HORSE'S ARSE
Historically Important

Do you know what the space shuttle and the Roman legions have in common? No! Then read on and increase your knowledge of history. (just one more little item that your teachers forgot to tell you.)
Does the statement, "We've always done it that way" sound familiar. If so, maybe there is a reason for it.....
The US standard railroad gauge (distance between the rails) is 4 feet, 8.5 inches. Now this is an exceedingly odd number. Why was that gauge used? Simple, that's the way they built them in England, and English expatriates built the US Railroads. Now you may ask, why did the English pick that size for their rail lines.
In England the first rail lines were built by the same people who built the pre-railroad tramways, and they used the same gauge for the railroads as they did for the tramways. Beginning to catch on to the phrase "We've always done it that way" aren't you.
And the question one again, why? And once again, it's simple, the ones who built the tramways used the same jigs and tools that they had used for building wagons, which used that wheel spacing.
So far so good. But we may ask, why did the wagon builders use that particular odd wheel spacing. And once again, it's simple and "always done it that way". If the wagon builders had tried to use any other spacing, the wagon wheels would break on some of the old, long distance roads in England, because that's the spacing between the wheel ruts on the old roads.
So who built those old rutted roads? Imperial Rome built the first long distance roads in Europe (and in England) for their legions. The roads have been used ever since. And the ruts in the roads? Roman war chariots formed the initial ruts, which everyone else had to match for fear of destroying their wagon wheels. Since the chariots were made for Imperial Rome, they were all alike in the matter of wheel spacing.
So, the United States standard railroad gauge of 4 feet, 8.5 inches is derived from the original specifications for an Imperial Roman war chariot. And bureaucracies live forever. So the next time you are handed a specification for something and wonder just what horse's arse came up with it, you may be exactly right. For it was the horse's arse that made the ruts, the wheel spacing on the wagons and the railroad gauge 4 feet, 8.5 inches. That's because the Imperial Roman war chariots were made just wide enough to accommodate the back ends of two war horses.
Now, as Paul Harvey says, "here is the rest of the story" and why the space shuttle and the Roman legions have something in common.
When you see a Space Shuttle sitting on its launch pad, there are two big booster rockets attached to the sides of the main fuel tank. These are solid rocket boosters, or SRB's. The SRBs are made by Thiokol at their factory in Utah. The engineers who designed the SRBs would have preferred to make them a bit fatter, but the SRBs had to be shipped by train from the factory to the launch site.

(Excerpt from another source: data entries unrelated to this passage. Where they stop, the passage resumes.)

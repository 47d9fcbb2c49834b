//! End-to-end scenarios, gated behind the `project-util` feature.

use std::collections::HashSet;
use std::fs;
use std::path::{Path, PathBuf};

use drydock::drivers::c::CDriver;
use drydock::project_util::TempTree;
use drydock::rule::TargetSpec;
use drydock::{build_tree, Config, Driver, DriverApi, DriverRegistry, MatchProgram, Project};

/// Writes a tiny shell script standing in for `cc` on the `PATH`, copying
/// its first non-flag input to the `-o` target. Good enough to exercise the
/// rule graph's staleness/action wiring without a real toolchain installed.
fn install_cc_stub(dir: &Path) {
    let script = dir.join("cc");
    fs::write(
        &script,
        "#!/bin/sh\nout=\"\"\nfirst_in=\"\"\nwhile [ $# -gt 0 ]; do\n  case \"$1\" in\n    -o) out=\"$2\"; shift 2;;\n    -c) shift;;\n    -l*) shift;;\n    *) if [ -z \"$first_in\" ]; then first_in=\"$1\"; fi; shift;;\n  esac\ndone\ncp \"$first_in\" \"$out\"\n",
    )
    .unwrap();
    #[cfg(unix)]
    {
        use std::os::unix::fs::PermissionsExt;
        let mut perms = fs::metadata(&script).unwrap().permissions();
        perms.set_mode(0o755);
        fs::set_permissions(&script, perms).unwrap();
    }
    let path = std::env::var_os("PATH").unwrap_or_default();
    let mut paths: Vec<PathBuf> = std::env::split_paths(&path).collect();
    paths.insert(0, dir.to_path_buf());
    std::env::set_var("PATH", std::env::join_paths(paths).unwrap());
}

fn c_registry() -> DriverRegistry {
    let mut registry = DriverRegistry::new();
    registry.register(Box::new(CDriver));
    registry
}

/// Scenario 1: a single-source application builds one object and one
/// artefact.
#[test]
fn hello_project_builds_one_object_and_one_artefact() {
    let tree = TempTree::new().unwrap();
    install_cc_stub(tree.root());
    tree.write("src/main.c", "int main(void) { return 0; }\n").unwrap();
    tree.manifest(".", r#"{"id": "hi", "type": "application", "language": "c"}"#).unwrap();

    let registry = c_registry();
    let config = Config::debug(tree.root().join("home"));
    let (crawler, report) = build_tree(tree.root(), &registry, &config, &HashSet::new()).unwrap();

    assert!(report.is_success(), "{report:?}");
    assert!(crawler.project("hi").unwrap().built);
    assert!(tree.root().join(drydock::drivers::c::CACHE_DIR).join("src/main.o").exists());
    assert!(tree.root().join("hi").exists());
}

/// Scenario 2: `libfoo` (package, no dependencies) builds before `app`
/// (application, `use: ["libfoo"]`), and both artefacts are produced.
/// The worked-example C driver does not thread `-l`/include-path flags
/// across projects (out of scope, see SPEC_FULL.md §4.4) — this exercises
/// dependency-ordered building, not cross-project link-line construction.
#[test]
fn two_project_chain_builds_in_dependency_order() {
    let tree = TempTree::new().unwrap();
    install_cc_stub(tree.root());
    tree.write("libfoo/src/foo.c", "int foo(void) { return 0; }\n").unwrap();
    tree.manifest("libfoo", r#"{"id": "libfoo", "type": "package", "language": "c"}"#).unwrap();
    tree.write("app/src/main.c", "int main(void) { return 0; }\n").unwrap();
    tree.manifest(
        "app",
        r#"{"id": "app", "type": "application", "language": "c", "use": ["libfoo"]}"#,
    )
    .unwrap();

    let registry = c_registry();
    let config = Config::debug(tree.root().join("home"));
    let (crawler, report) = build_tree(tree.root(), &registry, &config, &HashSet::new()).unwrap();

    assert!(report.is_success(), "{report:?}");
    let pos = |id: &str| report.built.iter().position(|b| b == id).unwrap();
    assert!(pos("libfoo") < pos("app"));
    assert!(crawler.project("libfoo").unwrap().built);
    assert!(crawler.project("app").unwrap().built);
}

/// Scenario 3: the glob match suite from spec.md §8.
#[test]
fn glob_match_suite() {
    let m = |expr: &str, path: &str| MatchProgram::compile(expr).unwrap().is_match(path);
    assert!(m("src/**/*.c", "src/a/b.c"));
    assert!(!m("src/*.c", "src/a/b.c"));
    assert!(m("src/*.c,src/**/*.cpp", "src/a/b.cpp"));
    assert!(!m("src/*.c&^src/test_*", "src/test_x.c"));
}

/// Scenario 4: amalgamating a project whose header pulls in a second
/// header, and whose two sources both `#include` the combined header.
#[test]
fn amalgamate_combines_header_and_sources() {
    let tree = TempTree::new().unwrap();
    tree.write("include/internal.h", "int internal(void);\n").unwrap();
    tree.write("include/proj.h", "#include \"internal.h\"\nvoid proj(void);\n").unwrap();
    tree.write("src/a.c", "#include \"proj.h\"\nvoid a(void) {}\n").unwrap();
    tree.write("src/b.c", "#include \"proj.h\"\nvoid b(void) {}\n").unwrap();

    let sources = vec![tree.root().join("src/a.c"), tree.root().join("src/b.c")];
    let (header, source) = drydock::amalgamate::generate(tree.root(), "proj", &sources).unwrap();

    let header_content = fs::read_to_string(header).unwrap();
    assert!(header_content.starts_with("#define PROJ_STATIC\n"));
    assert!(header_content.contains("int internal(void);"));
    assert!(header_content.contains("void proj(void);"));

    let source_content = fs::read_to_string(source).unwrap();
    assert!(source_content.starts_with("#ifndef PROJ_IMPL\n#include \"proj.h\"\n#endif\n"));
    assert!(source_content.contains("void a(void) {}"));
    assert!(source_content.contains("void b(void) {}"));
}

/// Scenario 5: a two-project cycle is reported as blocked, neither side
/// builds.
#[test]
fn cycle_is_rejected() {
    let tree = TempTree::new().unwrap();
    tree.manifest("a", r#"{"id": "a", "type": "package", "language": "rec", "use": ["b"]}"#)
        .unwrap();
    tree.manifest("b", r#"{"id": "b", "type": "package", "language": "rec", "use": ["a"]}"#)
        .unwrap();

    let mut registry = DriverRegistry::new();
    registry.register(Box::new(RecDriver));
    let config = Config::debug(tree.root().join("home"));
    let (crawler, report) = build_tree(tree.root(), &registry, &config, &HashSet::new()).unwrap();

    assert!(!report.is_success());
    assert_eq!(report.cycles, vec!["a".to_string(), "b".to_string()]);
    assert!(!crawler.project("a").unwrap().built);
    assert!(!crawler.project("b").unwrap().built);
}

/// Scenario 6: `a` fails at link, `b` depends on `a` and is blocked (not
/// errored itself), and independent `c` still builds.
#[test]
fn partial_failure_does_not_block_independent_subtree() {
    let tree = TempTree::new().unwrap();
    tree.manifest("a", r#"{"id": "a", "type": "application", "language": "fail"}"#).unwrap();
    tree.write("a/does-not-matter", "").unwrap();
    tree.manifest("b", r#"{"id": "b", "type": "application", "language": "rec", "use": ["a"]}"#)
        .unwrap();
    tree.manifest("c", r#"{"id": "c", "type": "application", "language": "rec"}"#).unwrap();

    let mut registry = DriverRegistry::new();
    registry.register(Box::new(RecDriver));
    registry.register(Box::new(FailingDriver));
    let config = Config::debug(tree.root().join("home"));
    let (crawler, report) = build_tree(tree.root(), &registry, &config, &HashSet::new()).unwrap();

    assert!(report.built.contains(&"c".to_string()));
    assert!(report.failed.contains(&"a".to_string()));
    assert!(report.blocked.contains(&"b".to_string()));
    let b = crawler.project("b").unwrap();
    assert!(!b.built);
    assert!(!b.error);
}

/// A no-op driver that just succeeds, for scenarios that only exercise
/// crawler/orchestrator wiring and don't need a real toolchain.
struct RecDriver;
impl Driver for RecDriver {
    fn id(&self) -> &str {
        "lang.rec"
    }
}

/// Always fails its `ARTEFACT` rule, simulating a link failure.
struct FailingDriver;
impl Driver for FailingDriver {
    fn id(&self) -> &str {
        "lang.fail"
    }
    fn init(&self, api: &mut DriverApi<'_>, _project: &mut Project) -> drydock::Result<()> {
        api.rules.file("SRC", "does-not-matter");
        api.rules.rule(
            "ARTEFACT",
            "SRC",
            TargetSpec::None,
            Box::new(|_sources, _target, _project| {
                Err(drydock::Error::internal("simulated link failure"))
            }),
        );
        Ok(())
    }
}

The railroad line from the factory happens to run through a tunnel in the mountains. The SRBs had to fit through that tunnel. The tunnel is slightly wider that the railroad track, and the railroad track, as you now know, is about as wide as two horses' behinds.
So, a major Space Shuttle design feature of what is arguably the world's most advanced transportation system was determined over two thousand years ago by the width of a horse's arse....and you thought being a HORSE'S ARSE wasn't important.